Both tools can be launched directly from integrated development environments (IDEs) that support CMake, such as by invoking them via build menus or scripts to handle initial project configuration before IDE-specific project generation. This integration allows developers to leverage the GUIs for fine-tuning options like compiler flags or dependency paths without leaving their primary workflow.[11]
Despite their utility, these GUIs have limitations, including a lack of support for scripting or automation, making them unsuitable for continuous integration pipelines or batch processing; they are designed primarily for one-time or occasional interactive setup rather than repeated executions. Additionally, changing the build generator after initial configuration requires clearing the build directory, as the cache becomes tied to the selected generator.[56]

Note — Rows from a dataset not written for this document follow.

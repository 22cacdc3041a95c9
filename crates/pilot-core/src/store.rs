//! Durable processed-task store.
//!
//! The in-memory processed set is authoritative for the lifetime of the
//! process; the store exists so a restart does not re-dispatch finished
//! work. `mark` is durable before it returns (temp file + fsync + rename).

use std::collections::HashMap;
use std::path::{Path, PathBuf};

use async_trait::async_trait;
use chrono::{DateTime, Utc};
use serde::{Deserialize, Serialize};
use thiserror::Error;
use tokio::fs;
use tokio::io::AsyncWriteExt;
use tokio::sync::Mutex;
use tracing::warn;

use pilot_types::{TaskOutcome, TrackerKind};

#[derive(Debug, Error)]
pub enum StoreError {
    #[error("I/O error: {0}")]
    Io(#[from] std::io::Error),

    #[error("serialization error: {0}")]
    Json(#[from] serde_json::Error),
}

#[derive(Debug, Clone, Serialize, Deserialize, PartialEq)]
pub struct ProcessedRecord {
    pub outcome: TaskOutcome,
    pub recorded_at: DateTime<Utc>,
}

/// Durable set of `(tracker, native-id) → outcome`. Implementations own
/// their locking and must be safe for arbitrary concurrent callers.
#[async_trait]
pub trait ProcessedStore: Send + Sync {
    /// Durable before it returns. Re-marking overwrites the outcome.
    async fn mark(
        &self,
        tracker: TrackerKind,
        native_id: &str,
        outcome: TaskOutcome,
    ) -> Result<(), StoreError>;

    async fn unmark(&self, tracker: TrackerKind, native_id: &str) -> Result<(), StoreError>;

    async fn is(&self, tracker: TrackerKind, native_id: &str) -> Result<bool, StoreError>;

    /// Every completed `mark` since the store was created, for one tracker.
    async fn load_all(
        &self,
        tracker: TrackerKind,
    ) -> Result<HashMap<String, ProcessedRecord>, StoreError>;
}

type TrackerMap = HashMap<String, ProcessedRecord>;

/// One JSON file per tracker under `<dir>/processed/`. Writes go through a
/// temp file that is fsynced and renamed into place.
pub struct FileProcessedStore {
    dir: PathBuf,
    /// Serializes writers and caches file contents once loaded.
    inner: Mutex<HashMap<TrackerKind, TrackerMap>>,
}

impl FileProcessedStore {
    pub fn new(state_dir: impl AsRef<Path>) -> Self {
        Self {
            dir: state_dir.as_ref().join("processed"),
            inner: Mutex::new(HashMap::new()),
        }
    }

    fn file_path(&self, tracker: TrackerKind) -> PathBuf {
        self.dir.join(format!("{}.json", tracker.as_str()))
    }

    async fn load_file(&self, tracker: TrackerKind) -> Result<TrackerMap, StoreError> {
        let path = self.file_path(tracker);
        let raw = match fs::read_to_string(&path).await {
            Ok(raw) => raw,
            Err(e) if e.kind() == std::io::ErrorKind::NotFound => return Ok(HashMap::new()),
            Err(e) => return Err(e.into()),
        };
        // A corrupt file loses history rather than wedging the poller.
        match serde_json::from_str(&raw) {
            Ok(map) => Ok(map),
            Err(e) => {
                warn!("processed store {} is corrupt ({e}); starting empty", path.display());
                Ok(HashMap::new())
            }
        }
    }

    async fn ensure_loaded<'a>(
        &self,
        cache: &'a mut HashMap<TrackerKind, TrackerMap>,
        tracker: TrackerKind,
    ) -> Result<&'a mut TrackerMap, StoreError> {
        if !cache.contains_key(&tracker) {
            let map = self.load_file(tracker).await?;
            cache.insert(tracker, map);
        }
        Ok(cache.get_mut(&tracker).unwrap())
    }

    async fn persist(&self, tracker: TrackerKind, map: &TrackerMap) -> Result<(), StoreError> {
        fs::create_dir_all(&self.dir).await?;
        let path = self.file_path(tracker);
        let tmp = path.with_extension("json.tmp");

        let bytes = serde_json::to_vec_pretty(map)?;
        let mut file = fs::File::create(&tmp).await?;
        file.write_all(&bytes).await?;
        file.sync_all().await?;
        drop(file);
        fs::rename(&tmp, &path).await?;
        Ok(())
    }
}

#[async_trait]
impl ProcessedStore for FileProcessedStore {
    async fn mark(
        &self,
        tracker: TrackerKind,
        native_id: &str,
        outcome: TaskOutcome,
    ) -> Result<(), StoreError> {
        let mut cache = self.inner.lock().await;
        let map = self.ensure_loaded(&mut cache, tracker).await?;
        map.insert(
            native_id.to_string(),
            ProcessedRecord {
                outcome,
                recorded_at: Utc::now(),
            },
        );
        let snapshot = map.clone();
        self.persist(tracker, &snapshot).await
    }

    async fn unmark(&self, tracker: TrackerKind, native_id: &str) -> Result<(), StoreError> {
        let mut cache = self.inner.lock().await;
        let map = self.ensure_loaded(&mut cache, tracker).await?;
        if map.remove(native_id).is_none() {
            return Ok(());
        }
        let snapshot = map.clone();
        self.persist(tracker, &snapshot).await
    }

    async fn is(&self, tracker: TrackerKind, native_id: &str) -> Result<bool, StoreError> {
        let mut cache = self.inner.lock().await;
        let map = self.ensure_loaded(&mut cache, tracker).await?;
        Ok(map.contains_key(native_id))
    }

    async fn load_all(
        &self,
        tracker: TrackerKind,
    ) -> Result<HashMap<String, ProcessedRecord>, StoreError> {
        let mut cache = self.inner.lock().await;
        let map = self.ensure_loaded(&mut cache, tracker).await?;
        Ok(map.clone())
    }
}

Precompiled headers and modules
CMake provides support for precompiled headers (PCH) through the target_precompile_headers() command, introduced in version 3.16, which allows specifying a list of header files to precompile for a target to accelerate subsequent compilations by reusing partially processed versions of those headers.[58] This command supports visibility options such as INTERFACE, PUBLIC, and PRIVATE to control how the precompiled headers are propagated to dependent targets, and it generates a PCH file (e.g., cmake_pch.h or cmake_pch.hxx) that is automatically force-included in source files via compiler flags like -include for GCC or /FI for MSVC.[58] Automatic PCH generation is handled by populating target properties like PRECOMPILE_HEADERS, enabling reuse across sources without manual intervention, though care must be taken to ensure consistent compiler settings to avoid mismatches.[59]

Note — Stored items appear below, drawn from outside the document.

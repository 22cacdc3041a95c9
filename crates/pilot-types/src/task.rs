use chrono::{DateTime, Utc};
use serde::{Deserialize, Serialize};
use serde_json::Value;

/// Which external tracker a task came from.
#[derive(Debug, Clone, Copy, Serialize, Deserialize, PartialEq, Eq, Hash)]
#[serde(rename_all = "snake_case")]
pub enum TrackerKind {
    Asana,
    AzureDevOps,
    Linear,
}

impl TrackerKind {
    pub fn as_str(self) -> &'static str {
        match self {
            TrackerKind::Asana => "asana",
            TrackerKind::AzureDevOps => "azure_devops",
            TrackerKind::Linear => "linear",
        }
    }

    /// Uppercase prefix used in display identifiers (`ASANA-1234567`).
    pub fn prefix(self) -> &'static str {
        match self {
            TrackerKind::Asana => "ASANA",
            TrackerKind::AzureDevOps => "AZDO",
            TrackerKind::Linear => "LINEAR",
        }
    }
}

impl std::fmt::Display for TrackerKind {
    fn fmt(&self, f: &mut std::fmt::Formatter<'_>) -> std::fmt::Result {
        f.write_str(self.as_str())
    }
}

#[derive(Debug, thiserror::Error)]
#[error("unknown tracker kind: {0}")]
pub struct UnknownTracker(pub String);

impl std::str::FromStr for TrackerKind {
    type Err = UnknownTracker;

    fn from_str(s: &str) -> Result<Self, Self::Err> {
        match s.to_ascii_lowercase().as_str() {
            "asana" => Ok(TrackerKind::Asana),
            "azure_devops" | "azuredevops" | "azdo" => Ok(TrackerKind::AzureDevOps),
            "linear" => Ok(TrackerKind::Linear),
            other => Err(UnknownTracker(other.to_string())),
        }
    }
}

/// Stable task identity. Native ids are unique per tracker, not globally,
/// so every key in the core carries the pair.
#[derive(Debug, Clone, Serialize, Deserialize, PartialEq, Eq, Hash)]
pub struct TaskId {
    pub tracker: TrackerKind,
    pub native_id: String,
}

impl TaskId {
    pub fn new(tracker: TrackerKind, native_id: impl Into<String>) -> Self {
        Self {
            tracker,
            native_id: native_id.into(),
        }
    }

    /// Key used by the processed store: `asana:1234567`.
    pub fn key(&self) -> String {
        format!("{}:{}", self.tracker.as_str(), self.native_id)
    }
}

impl std::fmt::Display for TaskId {
    fn fmt(&self, f: &mut std::fmt::Formatter<'_>) -> std::fmt::Result {
        write!(f, "{}-{}", self.tracker.prefix(), self.native_id)
    }
}

#[derive(Debug, Clone, Copy, Serialize, Deserialize, PartialEq, Eq, PartialOrd, Ord, Default)]
#[serde(rename_all = "snake_case")]
pub enum Priority {
    Urgent,
    High,
    Medium,
    Low,
    #[default]
    None,
}

/// A unit of work discovered in an external tracker, normalized into the
/// core's internal form. `raw` keeps the tracker's own payload for callback
/// use (adapters need native fields the normalized view drops).
#[derive(Debug, Clone, Serialize, Deserialize)]
pub struct Task {
    pub id: TaskId,
    pub title: String,
    #[serde(default)]
    pub description: String,
    #[serde(default)]
    pub priority: Priority,
    #[serde(default)]
    pub labels: Vec<String>,
    pub created_at: DateTime<Utc>,
    pub permalink: Option<String>,
    #[serde(default)]
    pub raw: Value,
}

impl Task {
    /// Case-insensitive label lookup. Trackers differ on label casing and
    /// users retype tags by hand, so exact matching loses tasks.
    pub fn has_label(&self, name: &str) -> bool {
        self.labels.iter().any(|l| l.eq_ignore_ascii_case(name))
    }
}

/// Durable outcome recorded in the processed store.
#[derive(Debug, Clone, Copy, Serialize, Deserialize, PartialEq, Eq)]
#[serde(rename_all = "snake_case")]
pub enum TaskOutcome {
    Processed,
    Failed,
}

/// What the executor hands back when it finishes a task.
#[derive(Debug, Clone, Default, Serialize, Deserialize)]
pub struct TaskResult {
    pub summary: Option<String>,
    pub pr_url: Option<String>,
    #[serde(default)]
    pub tokens_used: u64,
}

Unity builds, also known as jumbo builds, are supported via the UNITY_BUILD target property, added in CMake 3.16, which combines multiple source files into fewer "unity" source files to reduce compilation overhead and speed up the build process by minimizing repeated header processing.[60] Developers enable this by setting set_target_properties(target PROPERTIES UNITY_BUILD ON), with the global CMAKE_UNITY_BUILD variable providing default control; the property uses algorithms like BATCH (default, grouping files automatically) or GROUP (explicit via source properties) to form unity files, limited by UNITY_BUILD_BATCH_SIZE to prevent excessively large files.[60] This feature is available for C, C++, CUDA (since 3.31), and Objective-C languages, but requires compatible compilers and may introduce one-definition-rule issues if not managed carefully.[60]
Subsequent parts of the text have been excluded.